第3夜 なりたかった職業
「とてもご立派な体格をされていますね。柔道かラグビーか相撲をされていたんですか? 部屋からスカウトが来たりとか」
「いえ、とんでもない。食っちゃ寝してたら太っただけです。むしろ小さい時は痩せっぽちで喘息持ちで偏食で虚弱で本を読むのが好きで、おまけにいじめられっ子だったんですよ」
「ワハハハ、ご冗談を! ワハハハ、ワッハハハハ!」
これは初対面の人と話す時の典型的なやり取り。
会話の切っ掛けとして筆者の体格はイジりやすいのだろう。
今でこそ体重104kg、身長175cm。
汗っかきの大食漢。
武術の黒帯も三つ所持し、柔道整復師と鍼灸あん摩マッサージ指圧師の免許持ちゆえに人体の急所の知識も多少ある。
だから昔は体が弱かった、と言っても冗談としか受け取ってもらえない。
しかし本当に冗談であれば良かったと思う。
小学二年生の時は毎晩のように喘息の発作を起こし、学校も休みがち。
成績は当然悪く運動も体力がないので体育の時間は自分がダメ人間だと思い知らされる時間だった。
勿論、こんなダメ人間にも感情はある。
必然的に強い者に憧れるようになった。
ウルトラマン、仮面ライダー、ゴレンジャー、孫悟空、ブルース・リー。
そしてプロレスラー。
特にプロレスラーのタフネスさや無茶苦茶な暴れっぷりは、惨めな現実を忘れさせる力があった。

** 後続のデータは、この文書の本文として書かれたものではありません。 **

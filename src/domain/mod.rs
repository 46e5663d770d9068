//! Core domain types for the lead event pipeline

pub mod event;
pub mod lead;
pub mod organization;
pub mod pipeline;
pub mod rules;
pub mod task;
pub mod team;

pub use event::{EventCategory, IngestEvent, LeadIdentifier, MarketingEvent};
pub use lead::{
    Attribution, Intent, IntentSummary, Lead, LeadStatus, LifecycleStage, RoutingStatus,
    ScoreCategory, ScoreTier, Scores,
};
pub use organization::Organization;
pub use pipeline::{Deal, DealStatus, Pipeline, PipelineStage, StageType};
pub use rules::{
    ActionType, AutomationAction, AutomationRule, AutomationTrigger, IntentRule, RuleType,
    ScoringRule, TriggerType,
};
pub use task::{Task, TaskStatus};
pub use team::{AssignmentStrategy, Role, TeamMember};
use chrono::{DateTime, Utc};
use serde::{Deserialize, Serialize};
use uuid::Uuid;

/// Company size bucket reported by enrichment or import
#[derive(Debug, Clone, Copy, PartialEq, Eq, Serialize, Deserialize)]
#[serde(rename_all = "snake_case")]
pub enum CompanySize {
    Micro,
    Small,
    Medium,
    Large,
    Enterprise,
}

impl CompanySize {
    pub fn as_str(&self) -> &'static str {
        match self {
            CompanySize::Micro => "micro",
            CompanySize::Small => "small",
            CompanySize::Medium => "medium",
            CompanySize::Large => "large",
            CompanySize::Enterprise => "enterprise",
        }
    }
}

impl TryFrom<&str> for CompanySize {
    type Error = String;

    fn try_from(s: &str) -> Result<Self, Self::Error> {
        match s {
            "micro" => Ok(CompanySize::Micro),
            "small" => Ok(CompanySize::Small),
            "medium" => Ok(CompanySize::Medium),
            "large" => Ok(CompanySize::Large),
            "enterprise" => Ok(CompanySize::Enterprise),
            other => Err(format!("unknown company size: {other}")),
        }
    }
}

/// Optional aggregate a lead belongs to
#[derive(Debug, Clone, Serialize, Deserialize)]
pub struct Organization {
    pub id: Uuid,
    pub name: String,
    pub domain: Option<String>,
    pub industry: Option<String>,
    pub company_size: Option<CompanySize>,
    pub country: Option<String>,
    /// Finance-system customer id once synced
    pub moco_customer_id: Option<String>,
    pub created_at: DateTime<Utc>,
    pub updated_at: DateTime<Utc>,
}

それ故に金曜の夜八時のテレビは『3年B組金八先生』ではなく『ワールドプロレスリング』だった。
”人という字は人と人とが支え合ってできている”とか”腐ったミカンは放り出さなければ”なんていうのは見ているだけで気が滅入る。
それよりはタイガー・ジェット・シンが凶器のサーベルで相手選手を血だるまにする方がスカッとする。
前述のインドの狂虎ことタイガー・ジェット・シンは金八先生もビックリの名言を残している。
「いいか、世の中には殴る人間と殴られる人間の二種類しかいねえ。だから俺は殴る方の人間になった」
掛け値なしの名言だ。
以下、思いつくままプロレスラーの名言を挙げてみたい。
「相手がワルツを踊れば私もワルツを踊り、ジルバを踊れば私もジルバを踊る」
by 冷血の料理人ことニック・ボック・ウィンクル。
筆者はこれを会話に応用したところ、どんな女性とも話が弾むようになった。
「悲しいことがあったらロングホーンをつくって空にむかって“ウィ―――――”と叫べ。かならず勇気がわいてくる」
by ブレーキの壊れたダンプカーことスタン・ハンセン。
もっと早くこの名言を知っておくべきだった。
「どんなに頭に来ても最後の言葉だけは言うなよ。いつまたその人にお世話になるかもわからんからな」
これは誰が言ったか失念してしまった。
それでも今の筆者にとって最も役に立っている言葉である。
昨日も、言葉をグッと飲み込んでいたらまさにその相手から助けられたのだ。
秘かにプロレスラーになることを誓った筆者は、当然プロレスラーの振る舞いも真似をした。
テレビ東京で放映していた『世界のプロレス』という番組。
クラッシャー・ブラックウェルなる巨漢レスラーが出ていた。
「俺はこれからすぐ後に試合だが腹が減っては戦は出来ぬ」
そんなことを抜かすとまたたく間にハンバーガを13個平らげた。
「俺は健康にも気を使っているから野菜も忘れちゃいけねえ」
そんなことを抜かすとボウルに山ほど盛られたサラダをあっという間に平らげた。
これから試合なのにあれだけ食べて”健康に気を使っている”と言ってのける根性にやられた。
筆者も真似をしたが、ハンバーガは6個が限界だった。
筆者自身は様々な理由でプロレスラーになることはとっくの昔にあきらめている。根本的に向いていないのだ。
それでも彼らの豪快な言動は日常生活に影響を与えている。
最後に
「俺だけ見てりゃいいんだ、オラ!」
強力な承認欲求なのか自己顕示欲なのか、とにかく振り切れている。
「俺の作品だけ読んでりゃいいんだ、オラ!」
筆者も真似をしたが、いまいちキャラに合っていない。
やはり根本的にプロレスラーには向いていないようである。